BANGKOK — A newspaper known for its staunch royalist stance announced Thursday it has resigned from a national media association for its failure to enforce ethics and impartiality.

In an online statement, the editorial board of Naewna said the National Press Council, comprised of editors from different print media organizations, turns a blind eye to media agencies that take political sides and disregards ethics, though it did not name any specific incidents.

“The newspapers of each [council] agency clearly choose sides, don’t comply with ethical standards in news coverage [and] have been used as instruments of those who harbor ill will toward the nation,” said the statement, adding that Naewna’s resignation was effective immediately.

Someone answering the phone at Naewna twice said Thursday that none of the editors was available.

Chai Patakamin, the council’s secretary-general, declined to comment.

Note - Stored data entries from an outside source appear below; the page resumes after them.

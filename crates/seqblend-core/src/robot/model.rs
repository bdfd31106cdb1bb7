//! Kinematic robot model
//!
//! A robot is a set of planning groups. Each group is a serial chain of
//! single-axis joints; the pose of the chain's tip link follows from the joint
//! values by composing `origin * motion(q)` along the chain.
//!
//! End-effector groups (grippers) have no tip frame of their own: Cartesian
//! goals and blend spheres are undefined for them.

use nalgebra::{Isometry3, Translation3, Unit, UnitQuaternion, Vector3};
use serde::{Deserialize, Serialize};
use thiserror::Error;

use crate::JointConfiguration;

/// Robot model errors
#[derive(Debug, Clone, PartialEq, Error)]
pub enum ModelError {
    #[error("Unknown planning group '{0}'")]
    UnknownGroup(String),
    #[error("Group '{0}' is an end-effector and has no tip frame")]
    NoTipFrameForEndEffector(String),
    #[error("Group '{group}' expects {expected} joint values, got {got}")]
    DimensionMismatch {
        group: String,
        expected: usize,
        got: usize,
    },
    #[error("Invalid robot description: {0}")]
    InvalidDescription(String),
}

/// Joint motion type
#[derive(Debug, Clone, Copy, PartialEq, Eq, Serialize, Deserialize)]
#[serde(rename_all = "snake_case")]
pub enum JointType {
    /// Rotation about the joint axis [rad]
    Revolute,
    /// Translation along the joint axis [m]
    Prismatic,
}

/// Position, velocity and acceleration bounds of one joint
#[derive(Debug, Clone, Copy, PartialEq, Serialize, Deserialize)]
pub struct JointLimits {
    pub lower: f64,
    pub upper: f64,
    pub max_velocity: f64,
    pub max_acceleration: f64,
}

impl Default for JointLimits {
    fn default() -> Self {
        Self {
            lower: -std::f64::consts::PI,
            upper: std::f64::consts::PI,
            max_velocity: 1.0,
            max_acceleration: 2.0,
        }
    }
}

impl JointLimits {
    /// Whether a joint value respects the position bounds
    pub fn contains(&self, value: f64) -> bool {
        value >= self.lower && value <= self.upper
    }
}

/// Single-axis joint of a serial chain
#[derive(Debug, Clone, PartialEq, Serialize, Deserialize)]
pub struct JointModel {
    pub name: String,
    pub joint_type: JointType,
    /// Joint axis in the joint frame (normalized on use)
    pub axis: Vector3<f64>,
    /// Transform from the parent link to the joint frame at zero position
    #[serde(default = "Isometry3::identity")]
    pub origin: Isometry3<f64>,
    #[serde(default)]
    pub limits: JointLimits,
}

impl JointModel {
    pub fn revolute(name: impl Into<String>, axis: Vector3<f64>, origin: Isometry3<f64>) -> Self {
        Self {
            name: name.into(),
            joint_type: JointType::Revolute,
            axis,
            origin,
            limits: JointLimits::default(),
        }
    }

    pub fn prismatic(name: impl Into<String>, axis: Vector3<f64>, origin: Isometry3<f64>) -> Self {
        Self {
            name: name.into(),
            joint_type: JointType::Prismatic,
            axis,
            origin,
            limits: JointLimits::default(),
        }
    }

    pub fn with_limits(mut self, limits: JointLimits) -> Self {
        self.limits = limits;
        self
    }

    /// Motion of the joint frame for joint value q
    pub fn motion(&self, q: f64) -> Isometry3<f64> {
        let axis = Unit::new_normalize(self.axis);
        match self.joint_type {
            JointType::Revolute => Isometry3::from_parts(
                Translation3::identity(),
                UnitQuaternion::from_axis_angle(&axis, q),
            ),
            JointType::Prismatic => Isometry3::translation(axis.x * q, axis.y * q, axis.z * q),
        }
    }
}

/// Planning group: a serial chain with an optional tip link
#[derive(Debug, Clone, PartialEq, Serialize, Deserialize)]
pub struct GroupModel {
    pub name: String,
    pub joints: Vec<JointModel>,
    /// Name of the link at the end of the chain
    #[serde(default)]
    pub tip_link: Option<String>,
    /// Offset of the tip link from the last joint frame
    #[serde(default = "Isometry3::identity")]
    pub tip_offset: Isometry3<f64>,
    /// Whether the group is an end-effector (gripper)
    #[serde(default)]
    pub end_effector: bool,
}

impl GroupModel {
    pub fn new(name: impl Into<String>, joints: Vec<JointModel>) -> Self {
        Self {
            name: name.into(),
            joints,
            tip_link: None,
            tip_offset: Isometry3::identity(),
            end_effector: false,
        }
    }

    pub fn with_tip(mut self, link: impl Into<String>, offset: Isometry3<f64>) -> Self {
        self.tip_link = Some(link.into());
        self.tip_offset = offset;
        self
    }

    pub fn as_end_effector(mut self) -> Self {
        self.end_effector = true;
        self
    }

    /// Number of joints in the chain
    pub fn dof(&self) -> usize {
        self.joints.len()
    }

    /// Reference frame for Cartesian goals of this group
    pub fn tip_frame(&self) -> Result<&str, ModelError> {
        if self.end_effector {
            return Err(ModelError::NoTipFrameForEndEffector(self.name.clone()));
        }
        self.tip_link
            .as_deref()
            .ok_or_else(|| ModelError::NoTipFrameForEndEffector(self.name.clone()))
    }

    /// Check that a configuration has one value per joint
    pub fn check_dimension(&self, q: &JointConfiguration) -> Result<(), ModelError> {
        if q.len() != self.dof() {
            return Err(ModelError::DimensionMismatch {
                group: self.name.clone(),
                expected: self.dof(),
                got: q.len(),
            });
        }
        Ok(())
    }

    /// Pose of the tip link relative to the group's base
    pub fn forward_kinematics(&self, q: &JointConfiguration) -> Result<Isometry3<f64>, ModelError> {
        self.check_dimension(q)?;
        let chain = self
            .joints
            .iter()
            .zip(q.iter())
            .fold(Isometry3::identity(), |pose, (joint, &value)| {
                pose * joint.origin * joint.motion(value)
            });
        Ok(chain * self.tip_offset)
    }

    /// Names of joints whose value lies outside the position limits
    pub fn limit_violations(&self, q: &JointConfiguration) -> Vec<(String, f64)> {
        self.joints
            .iter()
            .zip(q.iter())
            .filter(|(joint, &value)| !joint.limits.contains(value))
            .map(|(joint, &value)| (joint.name.clone(), value))
            .collect()
    }

    /// Default configuration: zero clamped into each joint's limits
    ///
    /// Inverted limits yield the upper bound; NaN bounds are ignored.
    pub fn home(&self) -> JointConfiguration {
        JointConfiguration::from_iterator(
            self.dof(),
            self.joints
                .iter()
                .map(|joint| 0.0_f64.max(joint.limits.lower).min(joint.limits.upper)),
        )
    }
}

/// Lookup of tip positions for the blend engine
pub trait TipKinematics {
    /// Cartesian position of the group's tip frame for configuration q
    fn tip_position(&self, group: &str, q: &JointConfiguration) -> Result<Vector3<f64>, ModelError>;
}

/// Kinematic model of a robot
#[derive(Debug, Clone, PartialEq, Serialize, Deserialize)]
pub struct RobotModel {
    pub name: String,
    pub groups: Vec<GroupModel>,
}

impl RobotModel {
    pub fn new(name: impl Into<String>, groups: Vec<GroupModel>) -> Self {
        Self {
            name: name.into(),
            groups,
        }
    }

    /// Parse a robot description from TOML
    pub fn from_toml_str(text: &str) -> Result<Self, ModelError> {
        let model: RobotModel =
            toml::from_str(text).map_err(|e| ModelError::InvalidDescription(e.to_string()))?;
        model.validate()?;
        Ok(model)
    }

    fn validate(&self) -> Result<(), ModelError> {
        for (i, group) in self.groups.iter().enumerate() {
            if self.groups[..i].iter().any(|other| other.name == group.name) {
                return Err(ModelError::InvalidDescription(format!(
                    "duplicate group '{}'",
                    group.name
                )));
            }
            if let Some(joint) = group.joints.iter().find(|j| !(j.limits.lower <= j.limits.upper)) {
                return Err(ModelError::InvalidDescription(format!(
                    "joint '{}' has lower limit above upper limit or NaN limits",
                    joint.name
                )));
            }
        }
        Ok(())
    }

    pub fn group(&self, name: &str) -> Result<&GroupModel, ModelError> {
        self.groups
            .iter()
            .find(|group| group.name == name)
            .ok_or_else(|| ModelError::UnknownGroup(name.to_string()))
    }

    /// Tip frame of a group; fails for end-effector groups
    pub fn tip_frame(&self, group: &str) -> Result<&str, ModelError> {
        self.group(group)?.tip_frame()
    }

    /// Whether a group is an end-effector (unknown groups are not)
    pub fn is_end_effector(&self, group: &str) -> bool {
        self.group(group).map(|g| g.end_effector).unwrap_or(false)
    }
}

impl TipKinematics for RobotModel {
    fn tip_position(&self, group: &str, q: &JointConfiguration) -> Result<Vector3<f64>, ModelError> {
        let group = self.group(group)?;
        group.tip_frame()?;
        Ok(group.forward_kinematics(q)?.translation.vector)
    }
}
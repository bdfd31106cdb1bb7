//! Transition curves bridging the two halves of a blend

use nalgebra::DVector;

use crate::config::TransitionKind;

/// Boundary conditions of a transition
///
/// Velocities are in joint units per second; `duration` maps the normalized
/// parameter `s ∈ [0, 1]` to time.
#[derive(Debug, Clone, PartialEq)]
pub struct TransitionBoundary {
    pub start: DVector<f64>,
    pub start_velocity: DVector<f64>,
    pub end: DVector<f64>,
    pub end_velocity: DVector<f64>,
    pub duration: f64,
}

/// Curve family used inside a blend region
///
/// Implementations must satisfy `position(b, 0) == b.start` and
/// `position(b, 1) == b.end`, with time derivatives at the ends matching the
/// boundary velocities.
pub trait TransitionStrategy: Send + Sync + std::fmt::Debug {
    fn position(&self, boundary: &TransitionBoundary, s: f64) -> DVector<f64>;
}

/// Cubic Hermite spline; continuous position and velocity
#[derive(Debug, Clone, Copy, Default)]
pub struct CubicHermite;

impl TransitionStrategy for CubicHermite {
    fn position(&self, b: &TransitionBoundary, s: f64) -> DVector<f64> {
        let s2 = s * s;
        let s3 = s2 * s;

        let h00 = 2.0 * s3 - 3.0 * s2 + 1.0;
        let h10 = s3 - 2.0 * s2 + s;
        let h01 = -2.0 * s3 + 3.0 * s2;
        let h11 = s3 - s2;

        &b.start * h00
            + &b.start_velocity * (h10 * b.duration)
            + &b.end * h01
            + &b.end_velocity * (h11 * b.duration)
    }
}

/// Quintic Hermite spline with zero acceleration at both ends
#[derive(Debug, Clone, Copy, Default)]
pub struct QuinticHermite;

impl TransitionStrategy for QuinticHermite {
    fn position(&self, b: &TransitionBoundary, s: f64) -> DVector<f64> {
        let s3 = s * s * s;
        let s4 = s3 * s;
        let s5 = s4 * s;

        let h0 = 1.0 - 10.0 * s3 + 15.0 * s4 - 6.0 * s5;
        let h1 = s - 6.0 * s3 + 8.0 * s4 - 3.0 * s5;
        let h4 = -4.0 * s3 + 7.0 * s4 - 3.0 * s5;
        let h5 = 10.0 * s3 - 15.0 * s4 + 6.0 * s5;

        &b.start * h0
            + &b.start_velocity * (h1 * b.duration)
            + &b.end_velocity * (h4 * b.duration)
            + &b.end * h5
    }
}

impl TransitionKind {
    pub fn strategy(self) -> Box<dyn TransitionStrategy> {
        match self {
            TransitionKind::CubicHermite => Box::new(CubicHermite),
            TransitionKind::QuinticHermite => Box::new(QuinticHermite),
        }
    }
}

“We are still discussing the matter,” said Chai, who works on the editorial board of Daily News newspaper. “I do not have the full details with me, so I cannot make any comment at this time.”

Naewna, which has been business for 36 years, often makes clear its support for the current military government and the protests against the former elected government which preceded it.

In its editorials and columns, the newspaper consistently calls for broader powers for the junta and tougher measures against those who insult the monarchy or challenge the military regime.

“There are ‘ant armies’ mobilizing villagers, using word of mouth, to distort and mislead the people to reject the constitution in the upcoming referendum. They may have been hired or motivated by money in their actions,” read the latest Naewna editorial on the Aug. 7 referendum.

It was the second high-profile resignation to hit the National Press Council. In 2011, Matichon Group, the parent organization of Khaosod English, quit the federation in protest, saying the council failed to promote media freedom and impartiality.